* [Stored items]
=-=-=-=-=

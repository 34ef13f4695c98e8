//! The clone-run engine.
//!
//! One invocation flows: enumerate, filter, plan destinations, fan out the
//! per-repo processors over the bounded pool, reconcile the local tree,
//! then report and record. Per-repo failures are collected and never abort
//! the run; everything before the fan-out is fatal.

pub mod filter;
pub mod planner;
pub mod pool;
pub mod processor;
pub mod pruner;
pub mod stats_file;

use anyhow::{Context, Result};
use std::fs;
use std::sync::atomic::Ordering;
use std::sync::Arc;
use std::time::Instant;

use crate::colorlog;
use crate::config::{CloneType, Settings};
use crate::git;
use crate::scm::{Repo, ScmClient};
use crate::utils::{dir_size_mb, format_duration_text};
use pool::WorkerPool;
use processor::{RepoProcessor, RunStats};

/// Runs one full clone pass and returns the process exit code.
///
/// `start_time` is captured before the SCM API calls so the recorded
/// duration covers the whole run, not just the Git fan-out.
pub async fn run_clone(settings: Settings, start_time: Instant) -> Result<i32> {
    let client = ScmClient::from_settings(&settings)?;
    let enumerated = match settings.clone_type {
        CloneType::Org => client.get_org_repos(&settings.target).await,
        CloneType::User => client.get_user_repos(&settings.target).await,
    }
    .context("encountered an error during enumeration, aborting")?;

    if enumerated.is_empty() {
        colorlog::print_info(format!(
            "No repos found for {} {}: {}, please verify you have sufficient \
             permissions to clone target repos, double check spelling and try again.",
            settings.scm_type,
            settings.clone_type.as_str(),
            settings.target
        ));
        return Ok(0);
    }

    let stats = Arc::new(RunStats::new());
    let filtered = filter::apply_filters(enumerated, &settings)?;
    for info in filtered.infos {
        colorlog::print_info(&info);
        stats.add_info(info);
    }
    let mut repos = filtered.repos;

    print_inventory(&repos, &settings);

    if settings.concurrency_auto_adjusted {
        colorlog::print_info(format!(
            "Clone delay is set to {} seconds. Automatically setting concurrency to 1 \
             for predictable rate limiting.",
            settings.clone_delay_seconds
        ));
    }

    if settings.dry_run {
        print_dry_run(&repos, &settings)?;
        return Ok(0);
    }

    fs::create_dir_all(&settings.output_dir_absolute_path).with_context(|| {
        format!(
            "could not create clone directory {}",
            settings.output_dir_absolute_path.display()
        )
    })?;

    let plan = planner::plan(&mut repos, &settings)?;
    let kept: Vec<Repo> = repos.clone();

    let git_backend = git::new_backend(&settings);
    let shared_settings = Arc::new(settings);
    let processor = Arc::new(RepoProcessor::new(
        git_backend,
        Arc::clone(&shared_settings),
        Arc::clone(&stats),
    ));

    let mut pool = WorkerPool::new(
        shared_settings.concurrency,
        shared_settings.clone_delay_seconds,
    );
    for repo in repos {
        let processor = Arc::clone(&processor);
        let label = repo.name.clone();
        pool.submit(label, move || {
            let mut repo = repo;
            processor.process(&mut repo);
        })
        .await;
    }
    for (label, reason) in pool.wait_and_close().await {
        stats.add_error(format!("Worker for {label} did not complete: {reason}"));
    }

    let settings: &Settings = &shared_settings;
    let duration_seconds = (start_time.elapsed().as_secs_f64() + 0.5) as u64;
    stats.set_total_duration(duration_seconds);

    let mut untouched_prunes = 0;
    if settings.prune_untouched {
        let untouched = stats.untouched();
        untouched_prunes = pruner::prune_untouched_repos(&untouched, settings);
    }

    let infos = stats.infos();
    let errors = stats.errors();
    print_remaining_messages(&infos, &errors);
    print_summary(&stats, untouched_prunes, duration_seconds);

    if plan.has_collisions {
        println!();
        colorlog::print_info(
            "ATTENTION: collisions were detected in repo names from the groups that were \
             cloned. This occurs when multiple groups share a repo name cloned into the \
             same directory. The colliding repos were renamed with the group path appended.",
        );
    }

    let mut prune_count = 0;
    if settings.prune {
        prune_count = pruner::prune_repos(&kept, settings)?;
    }

    let dir_size = finish_and_measure(settings);

    if settings.stats_enabled {
        let row = stats_file::StatsRow {
            datetime: chrono::Local::now().format("%Y-%m-%d %H:%M:%S").to_string(),
            clone_path: settings.output_dir_absolute_path.display().to_string(),
            scm: settings.scm_type.clone(),
            clone_type: settings.clone_type.as_str().to_string(),
            clone_target: settings.target.clone(),
            total_count: kept.len(),
            new_clones_count: stats.clone_count.load(Ordering::Relaxed),
            pulled_count: stats.pulled_count.load(Ordering::Relaxed),
            dir_size_mb: dir_size.unwrap_or(0.0),
            new_commits: stats.new_commits.load(Ordering::Relaxed),
            synced_count: stats.synced_count.load(Ordering::Relaxed),
            clone_infos_count: infos.len(),
            clone_errors_count: errors.len(),
            update_remote_count: stats.update_remote_count.load(Ordering::Relaxed),
            prune_count,
            has_collisions: plan.has_collisions,
            ignore_file_used: filter::ignore_file_in_effect(settings),
            only_file_used: filter::only_file_in_effect(settings),
            total_duration_seconds: duration_seconds,
            version: env!("CARGO_PKG_VERSION").to_string(),
        };
        if let Err(err) = stats_file::append_row(&settings.stats_root(), &row) {
            colorlog::print_error(format!("Error writing stats file: {err}"));
        }
    }

    Ok(select_exit_code(infos.len(), errors.len(), settings))
}

/// Exit-code policy: info events exit with the configured info code when
/// one is set, error events with the configured issues code, otherwise 0.
fn select_exit_code(info_count: usize, error_count: usize, settings: &Settings) -> i32 {
    if settings.exit_code_on_clone_infos != 0 && info_count > 0 {
        return settings.exit_code_on_clone_infos;
    }
    if error_count > 0 {
        return settings.exit_code_on_clone_issues;
    }
    0
}

fn print_inventory(repos: &[Repo], settings: &Settings) {
    let snippets = repos.iter().filter(|r| r.is_snippet).count();
    let wikis = repos.iter().filter(|r| r.is_wiki).count();
    let plain = repos.len() - snippets - wikis;

    if settings.clone_wiki && settings.clone_snippets {
        colorlog::print_info(format!(
            "{} resources to clone found in {}, {} repos, {} snippets, and {} wikis\n",
            repos.len(),
            settings.target,
            plain,
            snippets,
            wikis
        ));
    } else if settings.clone_wiki {
        colorlog::print_info(format!(
            "{} resources to clone found in {}, {} repos and {} wikis\n",
            repos.len(),
            settings.target,
            plain,
            wikis
        ));
    } else if settings.clone_snippets {
        colorlog::print_info(format!(
            "{} resources to clone found in {}, {} repos and {} snippets\n",
            repos.len(),
            settings.target,
            plain,
            snippets
        ));
    } else {
        colorlog::print_info(format!(
            "{} repos found in {}\n",
            plain, settings.target
        ));
    }
}

/// Prints the planned work without touching disk. With prune enabled, also
/// previews which local clones would be eligible for removal.
fn print_dry_run(repos: &[Repo], settings: &Settings) -> Result<()> {
    for repo in repos {
        colorlog::print_subtle_info(format!("{}\n", repo.url));
    }
    colorlog::print_success(format!(
        "{} repos to be cloned into: {}",
        repos.len(),
        settings.output_dir_absolute_path.display()
    ));

    if settings.prune && settings.output_dir_absolute_path.is_dir() {
        colorlog::print_info("\nScanning for local clones that have been removed on remote...");
        // Dry-run planning never ran, so compare against the flat names the
        // planner would produce.
        let mut planned = repos.to_vec();
        planner::plan(&mut planned, settings)?;
        let eligible =
            pruner::count_prune_candidates(&planned, &settings.output_dir_absolute_path)?;
        colorlog::print_success(format!("Local clones eligible for pruning: {eligible}"));
    }
    Ok(())
}

fn print_remaining_messages(infos: &[String], errors: &[String]) {
    if !infos.is_empty() {
        colorlog::print_info("\n============ Info ============\n");
        for info in infos {
            colorlog::print_info(info);
        }
    }
    if !errors.is_empty() {
        colorlog::print_error("\n============ Issues ============\n");
        for error in errors {
            colorlog::print_error(error);
        }
    }
}

fn print_summary(stats: &RunStats, untouched_prunes: usize, duration_seconds: u64) {
    let clone_count = stats.clone_count.load(Ordering::Relaxed);
    let pulled = stats.pulled_count.load(Ordering::Relaxed);
    let update_remote = stats.update_remote_count.load(Ordering::Relaxed);
    let new_commits = stats.new_commits.load(Ordering::Relaxed);
    let synced = stats.synced_count.load(Ordering::Relaxed);
    let duration_text = format_duration_text(duration_seconds);

    let mut parts = vec![format!("New clones: {clone_count}")];
    parts.push(format!("existing resources pulled: {pulled}"));
    if new_commits > 0 {
        parts.push(format!("total new commits: {new_commits}"));
    }
    if update_remote > 0 {
        parts.push(format!("remotes updated: {update_remote}"));
    }
    if untouched_prunes > 0 {
        parts.push(format!("total prunes: {untouched_prunes}"));
    }
    if synced > 0 {
        parts.push(format!("default branches synced: {synced}"));
    }
    colorlog::print_success(format!("{}{duration_text}", parts.join(", ")));
}

/// Prints the finish line and measures the tree size once, reusing the
/// value for the stats row.
fn finish_and_measure(settings: &Settings) -> Option<f64> {
    let mut size = None;
    if !settings.no_dir_size {
        size = dir_size_mb(&settings.output_dir_absolute_path).ok();
    }

    if !settings.quiet {
        match size {
            Some(mb) if mb > 1000.0 => colorlog::print_success(format!(
                "\nFinished! {} (Size: {:.2} GB)",
                settings.output_dir_absolute_path.display(),
                mb / 1000.0
            )),
            Some(mb) => colorlog::print_success(format!(
                "\nFinished! {} (Size: {:.2} MB)",
                settings.output_dir_absolute_path.display(),
                mb
            )),
            None => colorlog::print_success(format!(
                "\nFinished! {}",
                settings.output_dir_absolute_path.display()
            )),
        }
    }
    size
}

#[cfg(test)]
mod tests {
    use super::*;

    fn settings_with_exit_codes(infos: i32, issues: i32) -> Settings {
        let mut settings = Settings::from_env();
        settings.exit_code_on_clone_infos = infos;
        settings.exit_code_on_clone_issues = issues;
        settings
    }

    #[test]
    fn test_exit_code_zero_on_clean_run() {
        let settings = settings_with_exit_codes(0, 1);
        assert_eq!(select_exit_code(0, 0, &settings), 0);
    }

    #[test]
    fn test_exit_code_infos_only_defaults_to_zero() {
        let settings = settings_with_exit_codes(0, 1);
        assert_eq!(select_exit_code(3, 0, &settings), 0);
    }

    #[test]
    fn test_exit_code_infos_respects_override() {
        let settings = settings_with_exit_codes(7, 1);
        assert_eq!(select_exit_code(3, 0, &settings), 7);
    }

    #[test]
    fn test_exit_code_errors_use_issue_code() {
        let settings = settings_with_exit_codes(0, 5);
        assert_eq!(select_exit_code(2, 1, &settings), 5);
    }
}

=-=-=-=-=

Return every line of the records in which the word "directory" is found.

* [Answer to the problem]
            "could not create clone directory {}",
             same directory. The colliding repos were renamed with the group path appended.",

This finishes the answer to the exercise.